El fiscal general, Rodolfo Delgado, informó este lunes, que desde que se inició la investigación en contra de la financiera Credicash, que operaba principalmente en Chalatenango y que estaba liderada por Gerson Orellana Ayala, han recibido 180 denuncias.

«Tenemos un consolidado de 180 denuncias recibidas en contra de Gerson Orellana Ayala. Estamos determinando también cuánto dinero entregó cada persona. Principalmente establecer los niveles de inversión que pudo haber realizado cada persona», explicó Delgado.

La FGR ha establecido un centro de levantamiento de datos para identificar a las víctimas del caso Credicash y resolver lo más pronto posible sus casos. Las personas pueden acudir a cualquier oficina de la Fiscalía para exponer su caso.

«Incluso, eso nos lleva a realizar una debida diligencia de estas personas. ¿Por qué? Para determinar si son personas que realmente existen, y, si estas personas existen, también determinar si no tienen vinculaciones con organizaciones criminales, y también determinar si las inversiones han sido reales», añadió el fiscal general.

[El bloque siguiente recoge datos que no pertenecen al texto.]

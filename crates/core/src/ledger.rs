//! Turn ledger - one participant's arguments in submission order
//!
//! Position in the ledger is the round number (1-based), so the ledger length
//! is the number of rounds this participant has completed.

/// Append-only list of a participant's arguments
#[derive(Debug, Clone, Default, PartialEq, Eq)]
pub struct TurnLedger {
    arguments: Vec<String>,
}

impl TurnLedger {
    pub fn new() -> Self {
        Self::default()
    }

    /// Number of rounds recorded
    pub fn rounds(&self) -> u32 {
        self.arguments.len() as u32
    }

    pub fn is_full(&self, rounds_target: u32) -> bool {
        self.rounds() >= rounds_target
    }

    /// Append an argument, returning its round number.
    /// Returns `None` without recording if the ledger already holds `rounds_target` entries.
    pub fn append(&mut self, argument: String, rounds_target: u32) -> Option<u32> {
        if self.is_full(rounds_target) {
            return None;
        }
        self.arguments.push(argument);
        Some(self.rounds())
    }

    pub fn arguments(&self) -> &[String] {
        &self.arguments
    }
}

#[cfg(test)]
mod tests {
    use super::*;

    #[test]
    fn test_append_numbers_rounds() {
        let mut ledger = TurnLedger::new();
        assert_eq!(ledger.append("first".into(), 2), Some(1));
        assert_eq!(ledger.append("second".into(), 2), Some(2));
        assert_eq!(ledger.arguments(), ["first", "second"]);
    }

    #[test]
    fn test_never_exceeds_target() {
        let mut ledger = TurnLedger::new();
        ledger.append("only".into(), 1);
        assert!(ledger.is_full(1));
        assert_eq!(ledger.append("extra".into(), 1), None);
        assert_eq!(ledger.rounds(), 1);
    }
}
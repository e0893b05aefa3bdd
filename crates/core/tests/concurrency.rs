//! Concurrent submissions must complete and score each room exactly once

use std::sync::atomic::{AtomicUsize, Ordering};
use std::sync::Arc;
use std::thread;

use agora_core::room::{Room, RoomRules, SharedRoom, SubmitOutcome};
use agora_core::scoring::{Judgment, JudgmentRequest};
use agora_core::{
    AgoraConfig, Collaborators, Database, DebateService, Error, MemoryArchive, OracleError,
    ParticipantId, RoomKey, RoomStatus, Score, ScoringOracle, SharedDatabase, SubmitResult,
    TopicBank,
};
use async_trait::async_trait;

struct CountingOracle {
    judge_calls: AtomicUsize,
}

#[async_trait]
impl ScoringOracle for CountingOracle {
    async fn score_argument(
        &self,
        _argument: &str,
        _topic: &str,
        _round: Option<u32>,
    ) -> Result<Score, OracleError> {
        tokio::task::yield_now().await;
        Ok(Score::NEUTRAL)
    }

    async fn judge(&self, request: &JudgmentRequest) -> Result<Judgment, OracleError> {
        self.judge_calls.fetch_add(1, Ordering::SeqCst);
        Ok(Judgment {
            winner: "Tie".into(),
            reason: request.default_reason.clone(),
        })
    }
}

/// Submit until this participant's ledger is full. Returns completions observed.
async fn debater(service: Arc<DebateService>, key: RoomKey, me: ParticipantId, rounds: u32) -> usize {
    let mut accepted = 0;
    loop {
        match service
            .submit_argument(&key, &me, format!("{me} argument {accepted}"))
            .await
        {
            Ok(SubmitResult::InProgress { .. }) => {
                accepted += 1;
                if accepted == rounds {
                    return 0;
                }
            }
            Ok(SubmitResult::Completed(_)) => return 1,
            Err(Error::NotYourTurn { .. }) => tokio::task::yield_now().await,
            Err(e) => panic!("unexpected error for {me}: {e}"),
        }
    }
}

#[tokio::test(flavor = "multi_thread", worker_threads = 8)]
async fn scoring_runs_once_per_room() {
    const ROOMS: usize = 40;
    const ROUNDS: u32 = 5;

    let oracle = Arc::new(CountingOracle {
        judge_calls: AtomicUsize::new(0),
    });
    let mut config = AgoraConfig::default();
    config.debate.require_registered_players = false;
    let service = Arc::new(DebateService::new(
        &config,
        Collaborators {
            oracle: oracle.clone(),
            topics: Arc::new(TopicBank),
            players: Arc::new(SharedDatabase::new(Database::open_in_memory().unwrap())),
            archive: Arc::new(MemoryArchive::new()),
        },
    ));

    let mut handles = Vec::new();
    let mut keys = Vec::new();
    for i in 0..ROOMS {
        let a = ParticipantId::new(format!("a{i}"));
        let b = ParticipantId::new(format!("b{i}"));
        let created = service
            .create_room(a.clone(), Some(format!("topic {i}")), None, Some(ROUNDS))
            .await
            .unwrap();
        service.join_room(&created.room_key, b.clone()).unwrap();

        for who in [a, b] {
            handles.push(tokio::spawn(debater(
                service.clone(),
                created.room_key.clone(),
                who,
                ROUNDS,
            )));
        }
        keys.push(created.room_key);
    }

    let mut completions = 0;
    for handle in handles {
        completions += handle.await.unwrap();
    }

    assert_eq!(completions, ROOMS);
    assert_eq!(oracle.judge_calls.load(Ordering::SeqCst), ROOMS);
    for key in keys {
        let snapshot = service.room_status(&key).unwrap();
        assert_eq!(snapshot.status, RoomStatus::Completed);
        assert!(snapshot.result.is_some());
    }
}

#[test]
fn racing_threads_claim_completion_once() {
    for _ in 0..50 {
        let mut room = Room::new(
            RoomKey::new("RACE01"),
            ParticipantId::new("A"),
            "topic".into(),
            RoomRules::default().with_rounds(3),
        )
        .unwrap();
        room.join(ParticipantId::new("B")).unwrap();
        let room = Arc::new(SharedRoom::new(room));
        let claims = Arc::new(AtomicUsize::new(0));

        let workers: Vec<_> = ["A", "B"]
            .into_iter()
            .map(|who| {
                let room = Arc::clone(&room);
                let claims = Arc::clone(&claims);
                thread::spawn(move || {
                    let me = ParticipantId::new(who);
                    let mut accepted = 0;
                    while accepted < 3 {
                        match room.submit(&me, format!("{who}{accepted}")) {
                            Ok(SubmitOutcome::InProgress { .. }) => accepted += 1,
                            Ok(SubmitOutcome::Completed(_)) => {
                                claims.fetch_add(1, Ordering::SeqCst);
                                accepted += 1;
                            }
                            Err(Error::NotYourTurn { .. }) => thread::yield_now(),
                            Err(e) => panic!("unexpected error: {e}"),
                        }
                    }
                })
            })
            .collect();

        for w in workers {
            w.join().unwrap();
        }
        assert_eq!(claims.load(Ordering::SeqCst), 1);
        assert_eq!(room.status(), RoomStatus::Completed);
    }
}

La baja cantidad de denunciantes contrasta con los cientos de personas que se veía en diversos videos de redes sociales, en largas filas a la entrada de la financiera en la sede principal de Chalatenango y con los 18,000 contratos de mutuo que se han incautado y en los que se ha verificado que pueden existir uno o más acreedores, según detalló Delgado.

Como resultado de las diligencias realizadas, la Fiscalía ha logrado la incautación de $27,550,750 en efectivo, así como la inmovilización de $11,023,972 en cuentas bancarias, alcanzando un monto total asegurado de $38,574,722. Adicionalmente, se han inmovilizado 47 inmuebles y 175 vehículos.

La Fiscalía determinó que Credicash operaba bajo un esquema de defraudación a la economía del público mediante prácticas piramidales, ofreciendo 10% mensual una cifra que ningún banco del sistema paga por ahorros.

De acuerdo con la investigación preliminar, la empresa realizaba captación ilegal de fondos y estaría vinculada a los delitos de defraudación a la economía pública y lavado de dinero y activos. Las autoridades señalaron que el mecanismo utilizado no corresponde a una actividad financiera legítima, ya que el sistema diseñado para captar dinero carecía de respaldo económico real.

Según las indagaciones, Credicash ofrecía altos rendimientos con bajo riesgo, sin que existiera una actividad productiva que generara dichas ganancias. Los pagos de intereses o utilidades se realizaban con el dinero aportado por nuevos inversionistas, lo que evidencia un esquema piramidal o conocido como Ponzi.

«A las personas se les promete ganar dinero rápido y sin ningún tipo de riesgo. Algunas personas reciben dinero al inicio, lo que hace creer que todo está funcionando bien. Pero ese dinero que se vende como “ganancia” no proviene de ningún negocio real», explicó Delgado
Para ejecutar el fraude, se utilizó la figura del contrato de mutuo como mecanismo de engaño. Los clientes entregaban dinero y firmaban documentos ante notario en los que figuraban como acreedores, mientras los administradores del esquema aparecían como deudores.

En distintos procedimientos realizados en Chalatenango, las autoridades incautaron diversas cantidades de dinero en efectivo: en una vivienda de la colonia Joya Lenca, residencia de Gerson Orellana, $7,269,198.04 y 2,140 quetzales; en la sede principal de Credicash, $20,244,419.67; en el inmueble donde funciona la funeraria Águilas del Norte, $2,160.86; en oficinas de Credicash en Nueva Concepción, $117,038.45 ; en la empresa Transportes Imperio Yajaira S.A. de C.V., $29,078.93; en la terminal de buses de la ruta 125, $34, 476.68 y en oficinas de la sociedad Encanto Marino S.A. de C.V., $2,655.81.

Orellana Ayala ya está detenido y posee antecedentes por estafa desde 2020 y presuntos vínculos con la pandilla MS-13.

El titular de la Fiscalía asegura que el compromiso de la institución es investigar a fondo cada uno de los hechos que motivaron los procedimientos realizados en Chalatenango. En segundo lugar, identificar a los responsables (ya capturado el Orellana). Y, en tercer lugar, recuperar la mayor cantidad posible de dinero, ya sea mediante la inmovilización de fondos en cuentas bancarias o a través de incautaciones de efectivo para devolverlo a las personas que confiaron en el ahora imputado.